The co-owners plan to have their restaurant open early morning hours for breakfast while also staying open late night for the college and bar crowds.
“You need a place to meet your friends before and you need a place to meet your friends afterwards, ‘cause you don’t know where they might end up,” Milano said. “They might be at P&G’s; they might be at Snug’s; but everyone can say, ‘I’ll meet you at The B-Side: 4 o’clock.’”
Designed to be a “1950’s meets the Rock N’ Roll era” type joint, the grill will have a retro appeal: blue cushioned seats with a white stripe, along with walls featuring murals of famous rock artists such as Pat Benetar and The Beastie Boys.
Milano and Vlamis plan to focus their menu on breakfast, burgers and ice cream, while also keeping their love for music in mind.
All breakfast options will be served all day and night. The menu will include pancakes and waffles with many different toppings including fruit and ice cream, along with burger varieties such as salmon, pulled pork, grilled chicken, beef and vegetarian.
“We’re trying to come up with the rest of our vegetarian menu,” Milano said. “You have to here.”
Having spoken with the previous owner about it, the B-Side Grill plans to use the same burger blend as Noshi’s for all of their tasteful and creative burgers.
Milano and Vlamis have had restaurant experience prior to owning the B-Side Grill. Having met in middle school, these childhood friends started from the bottom with ice cream trucks and later moved on to owning restaurants of their own.
Milano has owned Babba Louie’s, a similar restaurant to that of the B-Side Grill in Modena, New York, for 11 years. Vlamis owned a pizzeria in Ticonderoga, New York as well as a restaurant called the Gold Fox, which closed in Gardiner last year.
Their ice cream expertise is what made them decide to incorporate it as one of their highly-valued menu items. Going along with their specialty burgers and hot dogs, they will also have specialty sundaes — one of which will be called the Porky Pig, made with bacon, wet walnuts, caramel and vanilla ice cream.
Milano and Vlamis also have intentions to build a service window at the front of the food joint.
“We want people to come after hours and be able to get something inexpensive,” Milano said.
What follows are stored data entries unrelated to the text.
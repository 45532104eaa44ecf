// ------------------------------------------------------------
// Module declarations
// ------------------------------------------------------------
//
// Each module represents a well-defined responsibility:
//
// - schema:     Flat record and record sequence types
// - decoder:    Tolerant scanners turning upstream text into records
// - sources:    Data source trait, implementations and registry
// - collector:  Polling workers, round barrier, aggregator, supervisor
// - presenter:  Console / CSV rendering of records and snapshots
// - config:     Configuration structs loaded from JSON
// - metrics:    Process-wide runtime counters
// - error:      Error taxonomy shared by the library
// - util:       Shared helper utilities (time, asset files)
//
pub mod collector;
pub mod config;
pub mod decoder;
pub mod error;
pub mod metrics;
pub mod presenter;
pub mod schema;
pub mod sources;
pub mod util;

pub use error::{CollectorError, Result};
Options like milkshakes, ice cream cones and specialty hot dogs are food items that the co-owners expect to be late-night hits, just like they were at Noshi’s.
“It can be quick and casual, instead of having to sit down like at P&G’s,” said Mackenzie Quick, fourth-year public relations student at SUNY New Paltz and cousin of Milano.
Another factor of the B-Side Grill the owners hope will appeal to everyone is on-call delivery — especially to students living on the New Paltz campus.
Though Milano was hesitant to start this restaurant endeavor with Vlamis, a lightbulb went off in his head that made him realize that they “could really make this place work,” and the business to make it work was right there on Main Street.
“The entertainment is here,” Milano said. “There is every walk of life. You just have to open the door and look around.”
The B-Side Grill intends to appeal to these different varieties of life who walk along New Paltz’s Main Street, and that’s what the “B-side” is all about: the opposite side of a record where all of the cool bonus tracks are, according to Milano.
“George said to me, ‘We’re gonna open up this restaurant. I’m gonna open it with or without you.’ And I didn’t want to do it without him,” Milano said.